Detect prohibitively large components and skip (initial) layout/rendering for them

fedarko commented 5 years ago

For a connected component of about 27.5k nodes and about 35k edges, with dot 2.26.0.

This causes collate.py to crash after starting the layout process. ~~Generates a (mostly, as far as I can tell) empty DB file and nothing else -- but it'd be worth messing around with -pg/-px to see what we can get from dot.~~

I'm thinking this might have something to do with just really large files breaking the Subprocess infrastructure, but it could totally also have arisen from the assembly graph file just breaking dot (so if we can get the relevant file via -pg and then crash dot with it, we'll have proof that dot has a hard upper limit here). I guess if that's the case we could compensate for that by either laying out with sfdp/etc or by skipping prohibitively large components, but that's kind of a bummer honestly.

~~Tagging as both types of bug because IDK which this is exactly.~~

Here's the relevant line of code that raises the error I'm getting -- looks like the distro of PyGraphviz in conda might be slightly different from what's on GitHub, so a TODO is to see if getting a newer version installed might fix this (could also try running this on my personal laptop instead of barnacle and seeing if that changes anything).

Once this is fixed, it'd be a good idea to replicate this in a test case.

UPDATE: This problem is demonstrably caused by dot crashing.
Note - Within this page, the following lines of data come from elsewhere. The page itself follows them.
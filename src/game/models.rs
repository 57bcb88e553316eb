//! Game data models.

use chrono::{DateTime, Utc};
use serde::{Deserialize, Serialize};

use crate::player::PlayerId;
use crate::tournament::TournamentId;

/// Game ID type. Assigned by the store on insertion.
pub type GameId = i64;

/// Lifecycle state of a game. Transitions only move forward.
#[derive(Debug, Clone, Copy, PartialEq, Eq, Serialize, Deserialize)]
#[serde(rename_all = "snake_case")]
pub enum GameState {
    /// Created, not yet started.
    Pending,
    /// Being played; scores may still change.
    InProgress,
    /// Settled with final scores. Immutable.
    Finished,
    /// Abandoned without a result (tournament cancellation, cleanup).
    Aborted,
}

impl GameState {
    /// Terminal states accept no further mutation.
    pub fn is_terminal(self) -> bool {
        matches!(self, GameState::Finished | GameState::Aborted)
    }

    /// Whether a transition to `next` moves forward.
    ///
    /// Staying in the same non-terminal state is allowed (score updates on a
    /// running game); the only forbidden direction is back towards `Pending`.
    pub fn can_advance_to(self, next: GameState) -> bool {
        if self.is_terminal() {
            return false;
        }
        !matches!((self, next), (GameState::InProgress, GameState::Pending))
    }
}

impl std::fmt::Display for GameState {
    fn fmt(&self, f: &mut std::fmt::Formatter<'_>) -> std::fmt::Result {
        let name = match self {
            GameState::Pending => "pending",
            GameState::InProgress => "in_progress",
            GameState::Finished => "finished",
            GameState::Aborted => "aborted",
        };
        write!(f, "{name}")
    }
}

/// A single match between two players.
#[derive(Debug, Clone, PartialEq, Serialize, Deserialize)]
pub struct Game {
    pub id: GameId,
    pub player_a_id: PlayerId,
    pub player_b_id: PlayerId,
    pub player_a_score: u32,
    pub player_b_score: u32,
    pub state: GameState,
    /// Set when the game belongs to a tournament bracket.
    pub tournament_id: Option<TournamentId>,
    /// Round position within the bracket, 0-indexed.
    pub round_index: Option<u32>,
    pub created_at: DateTime<Utc>,
    pub finished_at: Option<DateTime<Utc>>,
}

impl Game {
    /// Create a pending free-standing game. The store assigns the real id.
    pub fn new(id: GameId, player_a_id: PlayerId, player_b_id: PlayerId) -> Self {
        Self {
            id,
            player_a_id,
            player_b_id,
            player_a_score: 0,
            player_b_score: 0,
            state: GameState::Pending,
            tournament_id: None,
            round_index: None,
            created_at: Utc::now(),
            finished_at: None,
        }
    }

    /// Tag the game as part of a tournament round.
    pub fn in_tournament(mut self, tournament_id: TournamentId, round_index: u32) -> Self {
        self.tournament_id = Some(tournament_id);
        self.round_index = Some(round_index);
        self
    }

    /// Winner of a finished game, by strict score comparison.
    pub fn winner_id(&self) -> Option<PlayerId> {
        if self.state != GameState::Finished {
            return None;
        }
        if self.player_a_score > self.player_b_score {
            Some(self.player_a_id)
        } else if self.player_b_score > self.player_a_score {
            Some(self.player_b_id)
        } else {
            None
        }
    }
}

/// Partial update for a game, mirroring the boundary's PATCH body.
#[derive(Debug, Clone, Default, Serialize, Deserialize)]
pub struct GameUpdate {
    pub player_a_score: Option<u32>,
    pub player_b_score: Option<u32>,
    pub state: Option<GameState>,
}

/// Filter for game listings.
#[derive(Debug, Clone, Default, Serialize, Deserialize)]
pub struct GameFilter {
    /// Games where the player appears on either side.
    pub player: Option<PlayerId>,
    /// Games belonging to a tournament.
    pub tournament: Option<TournamentId>,
}

impl GameFilter {
    pub fn matches(&self, game: &Game) -> bool {
        if let Some(player) = self.player
            && game.player_a_id != player
            && game.player_b_id != player
        {
            return false;
        }
        if let Some(tournament) = self.tournament && game.tournament_id != Some(tournament) {
            return false;
        }
        true
    }
}

#[cfg(test)]
mod tests {
    use super::*;

    #[test]
    fn state_progression_is_forward_only() {
        assert!(GameState::Pending.can_advance_to(GameState::InProgress));
        assert!(GameState::Pending.can_advance_to(GameState::Finished));
        assert!(GameState::Pending.can_advance_to(GameState::Aborted));
        assert!(GameState::InProgress.can_advance_to(GameState::InProgress));
        assert!(GameState::InProgress.can_advance_to(GameState::Finished));

        assert!(!GameState::InProgress.can_advance_to(GameState::Pending));
        assert!(!GameState::Finished.can_advance_to(GameState::InProgress));
        assert!(!GameState::Finished.can_advance_to(GameState::Finished));
        assert!(!GameState::Aborted.can_advance_to(GameState::Pending));
    }

    #[test]
    fn winner_requires_finished_state_and_unequal_scores() {
        let mut game = Game::new(1, 10, 20);
        game.player_a_score = 5;
        game.player_b_score = 3;
        assert_eq!(game.winner_id(), None);

        game.state = GameState::Finished;
        assert_eq!(game.winner_id(), Some(10));

        game.player_b_score = 5;
        assert_eq!(game.winner_id(), None);
    }

    #[test]
    fn filter_matches_either_side() {
        let game = Game::new(1, 10, 20);
        let by_a = GameFilter {
            player: Some(10),
            ..GameFilter::default()
        };
        let by_b = GameFilter {
            player: Some(20),
            ..GameFilter::default()
        };
        let by_other = GameFilter {
            player: Some(30),
            ..GameFilter::default()
        };
        assert!(by_a.matches(&game));
        assert!(by_b.matches(&game));
        assert!(!by_other.matches(&game));
    }
}
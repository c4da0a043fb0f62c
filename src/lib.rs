pub mod briefing;
pub mod config;
pub mod domain_utils;
pub mod email;
pub mod mailbox;
pub mod rules;
pub mod scheduling;
pub mod service;
pub mod statistics;
pub mod summary;
pub mod tasks;
pub mod text;

pub use briefing::{Briefing, BriefingAggregator};
pub use config::Config;
pub use email::{Classification, ClassifiedEmail, EmailRecord, PriorityBand, TaskCandidate};
pub use mailbox::{JsonMailbox, Mailbox};
pub use rules::RuleEngine;
pub use service::{Assistant, AssistantError, HealthReport};
pub use statistics::InboxStats;
pub use summary::{Summarizer, Summary, SummaryError, TextGenerator};
pub use tasks::extract_tasks;
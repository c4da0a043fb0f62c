//! Rule engine
//!
//! Maps one [`EmailRecord`] to a [`Classification`]: keyword-driven labels, an
//! importance flag, task detection and a clamped priority score. The engine
//! holds only compiled patterns and weights, so one instance can classify
//! from many threads at once.

pub mod importance;
pub mod labels;
pub mod scoring;

use crate::config::ClassificationConfig;
use crate::email::{sort_by_priority, Classification, ClassifiedEmail, EmailRecord};
use crate::tasks::TaskExtractor;
use crate::text::truncate_chars;
use importance::ImportancePolicy;
use labels::LabelMatcher;
use scoring::{PriorityScorer, ScoreBreakdown};
use std::collections::BTreeSet;

pub struct RuleEngine {
    labels: LabelMatcher,
    importance: ImportancePolicy,
    scorer: PriorityScorer,
}

impl Default for RuleEngine {
    fn default() -> Self {
        Self::new(&ClassificationConfig::default())
            .expect("built-in classification patterns compile")
    }
}

impl RuleEngine {
    pub fn new(config: &ClassificationConfig) -> anyhow::Result<Self> {
        Ok(Self {
            labels: LabelMatcher::new(&config.extra_label_keywords)?,
            importance: ImportancePolicy::new(
                &config.important_senders,
                &config.importance_markers,
            )?,
            scorer: PriorityScorer::new(config.weights.clone())?,
        })
    }

    pub fn classify(&self, email: &EmailRecord) -> Classification {
        self.evaluate(email).0.classification
    }

    /// Classify and keep the task candidates that justified `has_tasks`.
    pub fn classify_email(&self, email: EmailRecord) -> ClassifiedEmail {
        let (classified, breakdown) = self.evaluate_owned(email);
        if let Some(breakdown) = breakdown {
            log::debug!(
                "Classified {} ({}): {}",
                classified.email.id,
                truncate_chars(&classified.email.subject, 40),
                breakdown.evidence()
            );
        }
        classified
    }

    /// Classify a batch and return it in display order.
    pub fn classify_batch(&self, emails: Vec<EmailRecord>) -> Vec<ClassifiedEmail> {
        let mut classified: Vec<ClassifiedEmail> =
            emails.into_iter().map(|e| self.classify_email(e)).collect();
        sort_by_priority(&mut classified);
        classified
    }

    pub fn explain(&self, email: &EmailRecord) -> Option<ScoreBreakdown> {
        self.evaluate(email).1
    }

    fn evaluate(&self, email: &EmailRecord) -> (ClassifiedEmail, Option<ScoreBreakdown>) {
        self.evaluate_owned(email.clone())
    }

    fn evaluate_owned(&self, email: EmailRecord) -> (ClassifiedEmail, Option<ScoreBreakdown>) {
        if email.is_blank() {
            return (
                ClassifiedEmail {
                    email,
                    classification: Classification::neutral(),
                    tasks: Vec::new(),
                },
                None,
            );
        }

        let has_body = !email.body.trim().is_empty();
        let text = format!("{} {}", email.subject, email.body);
        let signal_text = if has_body { text.as_str() } else { email.subject.as_str() };

        // Labels and tasks need body content; without it only sender/subject signals apply.
        let labels: BTreeSet<String> = if has_body {
            self.labels.labels_for(&text)
        } else {
            BTreeSet::new()
        };
        let tasks = if has_body {
            TaskExtractor::extract(&email.body)
        } else {
            Vec::new()
        };
        let has_tasks = !tasks.is_empty();

        let is_important = self
            .importance
            .evaluate(&email.sender, signal_text, labels.contains(labels::URGENT))
            .is_some();

        let keyword_hits = self.scorer.keyword_hits(signal_text);
        let breakdown = self
            .scorer
            .score(keyword_hits, has_tasks, is_important, &labels);

        let classification = Classification {
            priority_score: breakdown.total,
            labels,
            has_tasks,
            is_important,
        };

        (
            ClassifiedEmail {
                email,
                classification,
                tasks,
            },
            Some(breakdown),
        )
    }
}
This implies some sort of upper limit on component size.

Options to compensate for this:

Use sfdp or another layout tool that's more performant than dot to lay out large components
Just skip laying out large components
Only lay out selected regions of large components (similar to how Bandage approaches this)
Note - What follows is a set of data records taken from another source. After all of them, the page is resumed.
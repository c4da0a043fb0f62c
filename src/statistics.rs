//! Inbox statistics
//!
//! Aggregate counts over one classified batch. Everything here is a pure
//! function of its input; ordering ties are broken by name so output is
//! reproducible.

use crate::email::{ClassifiedEmail, HIGH_PRIORITY_THRESHOLD};
use serde::Serialize;
use std::collections::HashMap;

/// Score above which a subject is called out in the overall summary.
pub const URGENT_SUBJECT_THRESHOLD: f64 = 0.8;

#[derive(Debug, Clone, PartialEq, Eq, Serialize)]
pub struct LabelCount {
    pub label: String,
    pub count: usize,
}

#[derive(Debug, Clone, PartialEq, Eq, Serialize)]
pub struct SenderCount {
    pub sender: String,
    pub count: usize,
}

#[derive(Debug, Clone, PartialEq, Eq, Serialize)]
pub struct InboxStats {
    pub total: usize,
    pub high_priority: usize,
    pub with_tasks: usize,
    pub important: usize,
    /// Most frequent labels, by descending count then label name
    pub top_labels: Vec<LabelCount>,
}

impl InboxStats {
    pub fn from_emails(emails: &[ClassifiedEmail], top_n: usize) -> Self {
        let mut label_counts: HashMap<&str, usize> = HashMap::new();
        for email in emails {
            for label in &email.classification.labels {
                *label_counts.entry(label.as_str()).or_insert(0) += 1;
            }
        }

        let mut top_labels: Vec<LabelCount> = label_counts
            .into_iter()
            .map(|(label, count)| LabelCount {
                label: label.to_string(),
                count,
            })
            .collect();
        top_labels.sort_by(|a, b| b.count.cmp(&a.count).then_with(|| a.label.cmp(&b.label)));
        top_labels.truncate(top_n);

        Self {
            total: emails.len(),
            high_priority: emails
                .iter()
                .filter(|e| e.classification.priority_score > HIGH_PRIORITY_THRESHOLD)
                .count(),
            with_tasks: emails.iter().filter(|e| e.classification.has_tasks).count(),
            important: emails.iter().filter(|e| e.classification.is_important).count(),
            top_labels,
        }
    }
}

/// Most frequent senders by display name.
pub fn top_senders(emails: &[ClassifiedEmail], n: usize) -> Vec<SenderCount> {
    let mut counts: HashMap<String, usize> = HashMap::new();
    for email in emails {
        if email.email.sender.trim().is_empty() {
            continue;
        }
        *counts.entry(email.email.sender_name()).or_insert(0) += 1;
    }

    let mut senders: Vec<SenderCount> = counts
        .into_iter()
        .map(|(sender, count)| SenderCount { sender, count })
        .collect();
    senders.sort_by(|a, b| b.count.cmp(&a.count).then_with(|| a.sender.cmp(&b.sender)));
    senders.truncate(n);
    senders
}

/// Subjects of the highest-scoring emails above [`URGENT_SUBJECT_THRESHOLD`].
pub fn urgent_subjects(emails: &[ClassifiedEmail], n: usize) -> Vec<String> {
    let mut urgent: Vec<&ClassifiedEmail> = emails
        .iter()
        .filter(|e| e.classification.priority_score > URGENT_SUBJECT_THRESHOLD)
        .filter(|e| !e.email.subject.trim().is_empty())
        .collect();
    urgent.sort_by(|a, b| {
        b.classification
            .priority_score
            .total_cmp(&a.classification.priority_score)
            .then_with(|| a.email.id.cmp(&b.email.id))
    });
    urgent
        .into_iter()
        .take(n)
        .map(|e| e.email.subject.trim().to_string())
        .collect()
}

#[cfg(test)]
mod tests {
    use super::*;
    use crate::email::tests::classified;

    fn with_labels(id: &str, score: f64, labels: &[&str]) -> ClassifiedEmail {
        let mut email = classified(id, score, false, 9);
        email.classification.labels = labels.iter().map(|s| s.to_string()).collect();
        email
    }

    #[test]
    fn test_ten_email_batch() {
        let mut emails = Vec::new();
        for i in 0..10 {
            let labels: &[&str] = match i {
                0 | 1 => &["work", "finance"],
                2 | 3 => &["work"],
                _ => &[],
            };
            let score = if i < 3 { 0.9 } else { 0.4 };
            let mut email = with_labels(&i.to_string(), score, labels);
            email.classification.has_tasks = i % 2 == 0;
            email.classification.is_important = i == 0;
            emails.push(email);
        }

        let stats = InboxStats::from_emails(&emails, 8);
        assert_eq!(stats.total, 10);
        assert_eq!(stats.high_priority, 3);
        assert_eq!(stats.with_tasks, 5);
        assert_eq!(stats.important, 1);
        assert_eq!(
            stats.top_labels,
            vec![
                LabelCount { label: "work".into(), count: 4 },
                LabelCount { label: "finance".into(), count: 2 },
            ]
        );
    }

    #[test]
    fn test_threshold_is_strict() {
        let emails = vec![with_labels("a", 0.7, &[]), with_labels("b", 0.71, &[])];
        assert_eq!(InboxStats::from_emails(&emails, 8).high_priority, 1);
    }

    #[test]
    fn test_label_ties_break_by_name_and_truncate() {
        let emails = vec![
            with_labels("a", 0.5, &["travel", "meeting", "finance"]),
            with_labels("b", 0.5, &["travel", "meeting", "finance"]),
        ];
        let stats = InboxStats::from_emails(&emails, 2);
        let names: Vec<&str> = stats.top_labels.iter().map(|l| l.label.as_str()).collect();
        assert_eq!(names, vec!["finance", "meeting"]);
    }

    #[test]
    fn test_empty_batch() {
        let stats = InboxStats::from_emails(&[], 8);
        assert_eq!(stats.total, 0);
        assert!(stats.top_labels.is_empty());
    }

    #[test]
    fn test_top_senders_and_urgent_subjects() {
        let mut emails = vec![
            classified("1", 0.95, false, 9),
            classified("2", 0.85, false, 9),
            classified("3", 0.5, false, 9),
        ];
        emails[0].email.sender = "Boss <boss@corp.com>".into();
        emails[1].email.sender = "Boss <boss@corp.com>".into();
        emails[2].email.sender = "ana@corp.com".into();
        emails[0].email.subject = "Server down".into();
        emails[1].email.subject = "Budget sign-off".into();
        emails[2].email.subject = "Lunch".into();

        let senders = top_senders(&emails, 3);
        assert_eq!(senders[0], SenderCount { sender: "Boss".into(), count: 2 });
        assert_eq!(senders[1], SenderCount { sender: "ana".into(), count: 1 });

        assert_eq!(urgent_subjects(&emails, 3), vec!["Server down", "Budget sign-off"]);
    }
}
fedarko commented 5 years ago

Got the relevant file with -pg. Confirmed that it crashes dot 2.26.0 (with a segfault) when dot is given 16gb of memory. Trying with more memory now, but I doubt that'll fix this.

UPDATE: Yeah, tried this with 16gb, 32gb, and 90gb of memory. In each case, dot crashed. This pretty much confirms that we can't find an easy way around this.

fedarko commented 5 years ago

See prior notes in #28. The nslimit/nslimit1 options might be worth checking out here. (If the graph exceeds, say, 10k nodes and 10k edges, then collate could use these options when invoking dot -- we could also let the exact threshold conditions and option values be configurable to the user.)

fedarko commented 5 years ago

Yeah, I tried the first graph mentioned here with nslimit and nslimit1 both set to 1, as well as mclimit set to 0.1 and splines set to false (as suggested here). dot still crashed. this was even given a lot of memory (48GB iirc).

From using dot -v, it looks like dot doesn't even make it through one iteration of the simplex algorithm...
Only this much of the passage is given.